◆ Exercise directions:
Make an exact copy of the lines below.

◆ Dataset entries:
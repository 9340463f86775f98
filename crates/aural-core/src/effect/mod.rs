//! Listener effect graphs
//!
//! A listener-attached effect graph is an ordered chain of [`Effect`] nodes
//! run once per tick on the audio thread. Nodes either transform the buffer
//! they are handed (gain) or add a signal of their own (tone generator).
//! Parameters are normalized to 0.0-1.0 and mapped onto each node's range.

mod gain;
mod graph;
mod tone;

pub use gain::GainEffect;
pub use graph::{EffectGraph, ListenerGraph};
pub use tone::ToneEffect;

use crate::types::PlanarBuffer;

/// Description of one effect parameter
#[derive(Debug, Clone)]
pub struct ParamInfo {
    pub name: String,
    /// Default value (normalized)
    pub default: f32,
    /// Actual value at normalized 0.0
    pub min: f32,
    /// Actual value at normalized 1.0
    pub max: f32,
    /// Unit label (e.g., "Hz", "×")
    pub unit: String,
}

impl ParamInfo {
    pub fn new(name: impl Into<String>, default: f32) -> Self {
        Self {
            name: name.into(),
            default,
            min: 0.0,
            max: 1.0,
            unit: String::new(),
        }
    }

    pub fn with_range(mut self, min: f32, max: f32) -> Self {
        self.min = min;
        self.max = max;
        self
    }

    pub fn with_unit(mut self, unit: impl Into<String>) -> Self {
        self.unit = unit.into();
        self
    }

    /// Map a normalized value onto this parameter's range
    pub fn denormalize(&self, normalized: f32) -> f32 {
        self.min + normalized.clamp(0.0, 1.0) * (self.max - self.min)
    }
}

/// Current value of a parameter
#[derive(Debug, Clone, Copy, PartialEq)]
pub struct ParamValue {
    pub normalized: f32,
    pub actual: f32,
}

impl ParamValue {
    pub fn from_normalized(normalized: f32, info: &ParamInfo) -> Self {
        let normalized = normalized.clamp(0.0, 1.0);
        Self {
            normalized,
            actual: info.denormalize(normalized),
        }
    }
}

/// Name, category and parameters of an effect
#[derive(Debug, Clone)]
pub struct EffectInfo {
    pub name: String,
    pub category: String,
    pub params: Vec<ParamInfo>,
}

impl EffectInfo {
    pub fn new(name: impl Into<String>, category: impl Into<String>) -> Self {
        Self {
            name: name.into(),
            category: category.into(),
            params: Vec::new(),
        }
    }

    pub fn with_param(mut self, param: ParamInfo) -> Self {
        self.params.push(param);
        self
    }

    pub fn param_count(&self) -> usize {
        self.params.len()
    }
}

/// A node of a listener effect graph
///
/// `process` runs on the audio thread and must not allocate or block.
pub trait Effect: Send {
    /// Process one period in place; `scratch` has the same shape as `buffer`
    fn process(&mut self, buffer: &mut PlanarBuffer, scratch: &mut PlanarBuffer);

    fn info(&self) -> &EffectInfo;

    fn get_params(&self) -> &[ParamValue];

    /// Set a parameter by index (normalized 0.0-1.0); out-of-range indices are ignored
    fn set_param(&mut self, index: usize, value: f32);

    fn set_bypass(&mut self, bypass: bool);

    fn is_bypassed(&self) -> bool;

    /// Clear internal state (oscillator phase, filter history)
    fn reset(&mut self);
}

/// Parameter storage and bypass flag shared by the built-in effects
#[derive(Debug, Clone)]
pub struct EffectBase {
    info: EffectInfo,
    params: Vec<ParamValue>,
    bypassed: bool,
}

impl EffectBase {
    pub fn new(info: EffectInfo) -> Self {
        let params = info
            .params
            .iter()
            .map(|p| ParamValue::from_normalized(p.default, p))
            .collect();
        Self {
            info,
            params,
            bypassed: false,
        }
    }

    pub fn info(&self) -> &EffectInfo {
        &self.info
    }

    pub fn get_params(&self) -> &[ParamValue] {
        &self.params
    }

    pub fn set_param(&mut self, index: usize, value: f32) {
        if let (Some(slot), Some(info)) = (self.params.get_mut(index), self.info.params.get(index)) {
            *slot = ParamValue::from_normalized(value, info);
        }
    }

    /// Actual (denormalized) value, 0.0 for unknown indices
    pub fn param_actual(&self, index: usize) -> f32 {
        self.params.get(index).map(|p| p.actual).unwrap_or(0.0)
    }

    pub fn set_bypass(&mut self, bypass: bool) {
        self.bypassed = bypass;
    }

    pub fn is_bypassed(&self) -> bool {
        self.bypassed
    }
}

◆ Worked solution:
repository 9340463f86775f98
filename crates/aural-core/src/effect/mod.rs
//! Listener effect graphs
//!
//! A listener-attached effect graph is an ordered chain of [`Effect`] nodes
//! run once per tick on the audio thread. Nodes either transform the buffer
//! they are handed (gain) or add a signal of their own (tone generator).
//! Parameters are normalized to 0.0-1.0 and mapped onto each node's range.

mod gain;
mod graph;
mod tone;

pub use gain::GainEffect;
pub use graph::{EffectGraph, ListenerGraph};
pub use tone::ToneEffect;

use crate::types::PlanarBuffer;

/// Description of one effect parameter
#[derive(Debug, Clone)]
pub struct ParamInfo {
    pub name: String,
    /// Default value (normalized)
    pub default: f32,
    /// Actual value at normalized 0.0
    pub min: f32,
    /// Actual value at normalized 1.0
    pub max: f32,
    /// Unit label (e.g., "Hz", "×")
    pub unit: String,
}

impl ParamInfo {
    pub fn new(name: impl Into<String>, default: f32) -> Self {
        Self {
            name: name.into(),
            default,
            min: 0.0,
            max: 1.0,
            unit: String::new(),
        }
    }

    pub fn with_range(mut self, min: f32, max: f32) -> Self {
        self.min = min;
        self.max = max;
        self
    }

    pub fn with_unit(mut self, unit: impl Into<String>) -> Self {
        self.unit = unit.into();
        self
    }

    /// Map a normalized value onto this parameter's range
    pub fn denormalize(&self, normalized: f32) -> f32 {
        self.min + normalized.clamp(0.0, 1.0) * (self.max - self.min)
    }
}

/// Current value of a parameter
#[derive(Debug, Clone, Copy, PartialEq)]
pub struct ParamValue {
    pub normalized: f32,
    pub actual: f32,
}

impl ParamValue {
    pub fn from_normalized(normalized: f32, info: &ParamInfo) -> Self {
        let normalized = normalized.clamp(0.0, 1.0);
        Self {
            normalized,
            actual: info.denormalize(normalized),
        }
    }
}

/// Name, category and parameters of an effect
#[derive(Debug, Clone)]
pub struct EffectInfo {
    pub name: String,
    pub category: String,
    pub params: Vec<ParamInfo>,
}

impl EffectInfo {
    pub fn new(name: impl Into<String>, category: impl Into<String>) -> Self {
        Self {
            name: name.into(),
            category: category.into(),
            params: Vec::new(),
        }
    }

    pub fn with_param(mut self, param: ParamInfo) -> Self {
        self.params.push(param);
        self
    }

    pub fn param_count(&self) -> usize {
        self.params.len()
    }
}

/// A node of a listener effect graph
///
/// `process` runs on the audio thread and must not allocate or block.
pub trait Effect: Send {
    /// Process one period in place; `scratch` has the same shape as `buffer`
    fn process(&mut self, buffer: &mut PlanarBuffer, scratch: &mut PlanarBuffer);

    fn info(&self) -> &EffectInfo;

    fn get_params(&self) -> &[ParamValue];

    /// Set a parameter by index (normalized 0.0-1.0); out-of-range indices are ignored
    fn set_param(&mut self, index: usize, value: f32);

    fn set_bypass(&mut self, bypass: bool);

    fn is_bypassed(&self) -> bool;

    /// Clear internal state (oscillator phase, filter history)
    fn reset(&mut self);
}

/// Parameter storage and bypass flag shared by the built-in effects
#[derive(Debug, Clone)]
pub struct EffectBase {
    info: EffectInfo,
    params: Vec<ParamValue>,
    bypassed: bool,
}

impl EffectBase {
    pub fn new(info: EffectInfo) -> Self {
        let params = info
            .params
            .iter()
            .map(|p| ParamValue::from_normalized(p.default, p))
            .collect();
        Self {
            info,
            params,
            bypassed: false,
        }
    }

    pub fn info(&self) -> &EffectInfo {
        &self.info
    }

    pub fn get_params(&self) -> &[ParamValue] {
        &self.params
    }

    pub fn set_param(&mut self, index: usize, value: f32) {
        if let (Some(slot), Some(info)) = (self.params.get_mut(index), self.info.params.get(index)) {
            *slot = ParamValue::from_normalized(value, info);
        }
    }

    /// Actual (denormalized) value, 0.0 for unknown indices
    pub fn param_actual(&self, index: usize) -> f32 {
        self.params.get(index).map(|p| p.actual).unwrap_or(0.0)
    }

    pub fn set_bypass(&mut self, bypass: bool) {
        self.bypassed = bypass;
    }

    pub fn is_bypassed(&self) -> bool {
        self.bypassed
    }
}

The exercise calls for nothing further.